President Barack Obama welcomed "progress" in finding a way out of Egypt's political crisis yesterday despite negotiations falling short of protesters' demands for Hosni Mubarak to step down immediately. "Egypt has to negotiate a path," Mr Obama said. "And I think they're making progress."
Wobbles in the White House's handling of the uprising remained hard to disguise. Even as officials have rushed to disassociate themselves from remarks made by the US special envoy to Egypt, Frank Wisner, on the desirability of leaving Mr Mubarak in office a little longer, the evidence mounts that they may privately agree with him.
The Independent yesterday exposed Mr Wisner's paid position with Patton Boggs, a law firm that works for Mr Mubarak's regime. Mr Wisner largely failed in his efforts a week ago to become an intermediary between Mr Mubarak and the White House and is now back in the US.
In an embarrassment to the administration, Mr Wisner said on Saturday that Mr Mubarak's continued leadership was "critical" to a successful outcome. "I think that Mr Wisner's comments just don't reflect where the administration has been from Day One," Senator John Kerry said. "And that was not the message that he was asked to deliver or did deliver there."
Hillary Clinton, travelling back from the same European conference, was even more dismissive. "Oh, we all respect Frank and his service for many years, and appreciate his travel to Egypt. But he does not speak for the administration," she said.

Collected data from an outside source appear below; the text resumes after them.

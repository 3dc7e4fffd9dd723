//! Copy strategy selection
//!
//! The strategy is decided once, at the command-line boundary, and passed
//! around as a typed value from there on.

use clap::ValueEnum;

use crate::error::UsageError;

/// How bytes are copied during the timed region
#[derive(Debug, Clone, Copy, PartialEq, Eq, Hash, ValueEnum)]
#[cfg_attr(feature = "serde", derive(serde::Serialize))]
pub enum CopyStrategy {
    /// One whole-block copy out of mapped memory
    #[value(name = "memcpy")]
    BulkCopy,
    /// Byte-at-a-time loop out of mapped memory
    #[value(name = "dumb")]
    ByteLoopCopy,
    /// Whole-block copy between two ordinary host buffers
    #[value(name = "reference")]
    ReferenceBaseline,
}

impl CopyStrategy {
    pub const ALL: [CopyStrategy; 3] = [
        CopyStrategy::BulkCopy,
        CopyStrategy::ByteLoopCopy,
        CopyStrategy::ReferenceBaseline,
    ];

    /// Command-line token selecting this strategy
    pub fn token(self) -> &'static str {
        match self {
            CopyStrategy::BulkCopy => "memcpy",
            CopyStrategy::ByteLoopCopy => "dumb",
            CopyStrategy::ReferenceBaseline => "reference",
        }
    }

    /// Name shown in the banner line
    pub fn label(self) -> &'static str {
        match self {
            CopyStrategy::BulkCopy => "memcpy",
            CopyStrategy::ByteLoopCopy => "dumb-copy",
            CopyStrategy::ReferenceBaseline => "reference",
        }
    }

    /// Whether the copy source is the mapped GPU allocation
    pub fn reads_mapped_memory(self) -> bool {
        !matches!(self, CopyStrategy::ReferenceBaseline)
    }

    /// Parses a single strategy token. Matching is exact and case sensitive.
    pub fn parse_token(token: &str) -> Result<Self, UsageError> {
        <Self as ValueEnum>::from_str(token, false).map_err(|_| UsageError::Unknown(token.to_string()))
    }
}

impl std::fmt::Display for CopyStrategy {
    fn fmt(&self, f: &mut std::fmt::Formatter<'_>) -> std::fmt::Result {
        f.write_str(self.label())
    }
}

/// Selects a strategy from the program arguments, excluding the program name.
///
/// Exactly one argument is accepted; anything else is [`UsageError::Missing`].
pub fn from_args<I, S>(args: I) -> Result<CopyStrategy, UsageError>
where
    I: IntoIterator<Item = S>,
    S: AsRef<str>,
{
    let mut args = args.into_iter();
    match (args.next(), args.next()) {
        (Some(token), None) => CopyStrategy::parse_token(token.as_ref()),
        _ => Err(UsageError::Missing),
    }
}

Some experts said Mr Wisner's professional links may have encouraged the US leadership to send him. "They clearly intended to send someone who would be a friendly face and not a hostile force," said Robert Danin, a Middle East expert with the Council on Foreign Relations.

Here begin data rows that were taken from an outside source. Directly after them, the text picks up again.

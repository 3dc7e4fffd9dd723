//! Persistently host-mapped storage buffer.

use ash::vk;
use gpu_allocator::vulkan::{Allocation, AllocationCreateDesc, AllocationScheme};
use gpu_allocator::MemoryLocation;
use tracing::{debug, info};

use crate::allocator::MemoryAllocator;
use crate::error::{Error, Result};
use crate::vk_check;

/// Size requested for the mapped buffer: 5 MiB
pub const REQUESTED_BUFFER_SIZE: u64 = 5 * 1024 * 1024;

/// A storage buffer whose memory stays mapped into the host address space.
///
/// The memory is requested as [`MemoryLocation::GpuToCpu`]: device local
/// where possible, always host visible. The actual allocation size comes
/// from the driver's memory requirements and may exceed the requested
/// size. Dropping the buffer destroys the handle and frees the allocation.
pub struct MappedBuffer<'a> {
    allocator: &'a MemoryAllocator<'a>,
    buffer: vk::Buffer,
    allocation: Option<Allocation>,
    requested_size: u64,
}

impl<'a> MappedBuffer<'a> {
    pub(crate) fn new(allocator: &'a MemoryAllocator<'a>, size: u64) -> Result<Self> {
        let device = allocator.context().device();

        let info = vk::BufferCreateInfo::default()
            .size(size)
            .usage(vk::BufferUsageFlags::STORAGE_BUFFER)
            .sharing_mode(vk::SharingMode::EXCLUSIVE);
        let buffer = vk_check!(unsafe { device.create_buffer(&info, None) })?;

        let requirements = unsafe { device.get_buffer_memory_requirements(buffer) };
        let allocation = match allocator.allocate(&AllocationCreateDesc {
            name: "mapped copy source",
            requirements,
            location: MemoryLocation::GpuToCpu,
            linear: true,
            allocation_scheme: AllocationScheme::GpuAllocatorManaged,
        }) {
            Ok(allocation) => allocation,
            Err(e) => {
                unsafe { device.destroy_buffer(buffer, None) };
                return Err(e);
            }
        };

        let memory = unsafe { allocation.memory() };
        let offset = allocation.offset();
        let is_mapped = allocation.mapped_ptr().is_some();

        // From here on Drop releases both the handle and the memory.
        let mapped = Self {
            allocator,
            buffer,
            allocation: Some(allocation),
            requested_size: size,
        };

        vk_check!(unsafe { device.bind_buffer_memory(buffer, memory, offset) })?;

        if !is_mapped {
            return Err(Error::MissingHostMapping {
                file: file!(),
                line: line!(),
            });
        }

        info!(
            requested = size,
            actual = mapped.size(),
            "Provisioned host-mapped buffer"
        );
        Ok(mapped)
    }

    pub fn buffer(&self) -> vk::Buffer {
        self.buffer
    }

    /// Size passed at creation
    pub fn requested_size(&self) -> u64 {
        self.requested_size
    }

    /// Actual allocation size, at least [`Self::requested_size`]
    pub fn size(&self) -> u64 {
        self.allocation.as_ref().map_or(0, Allocation::size)
    }

    /// The mapped allocation, [`Self::size`] bytes long.
    pub fn as_bytes(&self) -> &[u8] {
        self.allocation
            .as_ref()
            .and_then(Allocation::mapped_slice)
            .unwrap_or_default()
    }

    pub fn as_bytes_mut(&mut self) -> &mut [u8] {
        self.allocation
            .as_mut()
            .and_then(Allocation::mapped_slice_mut)
            .unwrap_or_default()
    }
}

impl Drop for MappedBuffer<'_> {
    fn drop(&mut self) {
        debug!(size = self.size(), "Releasing host-mapped buffer");
        unsafe {
            self.allocator
                .context()
                .device()
                .destroy_buffer(self.buffer, None)
        };
        if let Some(allocation) = self.allocation.take() {
            self.allocator.free(allocation);
        }
    }
}
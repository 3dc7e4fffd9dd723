//! Copy benchmark for host-mapped Vulkan memory
//!
//! Usage: `mapcopy <memcpy|dumb|reference>`
//!
//! Logs go to stderr and are filtered with `RUST_LOG` (default `warn`);
//! stdout carries only the report.

use std::io;
use std::process;

use mapcopy::{report, runner, strategy, GpuContext, Result};
use tracing::debug;
use tracing_subscriber::EnvFilter;

fn main() {
    tracing_subscriber::fmt()
        .with_env_filter(EnvFilter::try_from_default_env().unwrap_or_else(|_| EnvFilter::new("warn")))
        .with_writer(std::io::stderr)
        .init();

    // Every Vulkan object is dropped inside `run`, before the exit code is set.
    if let Err(e) = run() {
        println!("{}", e);
        process::exit(e.exit_code());
    }
}

fn run() -> Result<()> {
    let args = std::env::args_os()
        .skip(1)
        .map(|arg| arg.to_string_lossy().into_owned());
    let strategy = strategy::from_args(args)?;
    println!("{}", report::banner(strategy));

    let ctx = GpuContext::new_observed(|name| println!("{}", report::gpu_line(name)))?;
    debug!(validation = ctx.validation_enabled(), "Context ready");

    let result = runner::run_on(&ctx, strategy)?;
    report::write_result(&mut io::stdout().lock(), &result)?;
    Ok(())
}
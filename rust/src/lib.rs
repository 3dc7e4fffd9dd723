//! # mapcopy
//!
//! Measures what it costs to read bytes out of host-mapped Vulkan memory.
//! One run copies a 5 MiB persistently mapped buffer once, with one of three
//! strategies, and reports the duration and bandwidth.
//!
//! ```rust,no_run
//! use mapcopy::{report, runner, CopyStrategy, GpuContext};
//!
//! let ctx = GpuContext::new()?;
//! println!("{}", report::gpu_line(ctx.device_name()));
//! let result = runner::run_on(&ctx, CopyStrategy::BulkCopy)?;
//! println!("{}", report::bandwidth_line(&result));
//! # Ok::<(), mapcopy::Error>(())
//! ```
//!
//! Objects are released in reverse creation order: buffer, allocator,
//! device, instance.

pub mod allocator;
pub mod buffer;
pub mod context;
pub mod error;
pub mod report;
pub mod runner;
pub mod strategy;

pub use allocator::MemoryAllocator;
pub use buffer::{MappedBuffer, REQUESTED_BUFFER_SIZE};
pub use context::GpuContext;
pub use error::{Error, Result, UsageError};
pub use runner::BenchmarkResult;
pub use strategy::CopyStrategy;
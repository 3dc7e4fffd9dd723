//! Human-readable report lines.

use std::io::{self, Write};

use crate::runner::BenchmarkResult;
use crate::strategy::CopyStrategy;

pub fn banner(strategy: CopyStrategy) -> String {
    format!("=== Using {} ===", strategy.label())
}

pub fn gpu_line(device_name: &str) -> String {
    format!("GPU: {}", device_name)
}

pub fn duration_line(result: &BenchmarkResult) -> String {
    format!("Duration:  {} us", result.elapsed_us)
}

/// Bandwidth line; a zero duration prints as `inf`.
pub fn bandwidth_line(result: &BenchmarkResult) -> String {
    format!("Bandwidth: {} MB/s", result.bandwidth_mb_s())
}

/// Writes the duration and bandwidth lines.
pub fn write_result<W: Write>(out: &mut W, result: &BenchmarkResult) -> io::Result<()> {
    writeln!(out, "{}", duration_line(result))?;
    writeln!(out, "{}", bandwidth_line(result))
}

Yet there was no evidence yesterday to suggest that the US was doing anything to counter Mr Wisner's position by trying to dislodge Mr Mubarak sooner rather than later. All mention of Mr Mubarak stepping down quickly, as the pro-democracy opposition is demanding, seems to have leaked out of Washington's rhetoric. "The most important thing is there has to be a process towards meaningful change," Robert Gibbs, Mr Obama's spokesman, said
The administration seemed inclined towards a transition solution led by Vice-President Omar Suleiman. "I fear the administration is heading toward acceptance of the perpetuation of the Egyptian dictatorship in all but name," Robert Kagan, of the Brookings Institution, told The Politico newspaper. Steve Cook, of the Council on Foreign Relations, shared the alarm: "It plays right into the hands of the regime. The longer this goes, the better it is for Mubarak, Suleiman, and the rest of the military-dominated leadership."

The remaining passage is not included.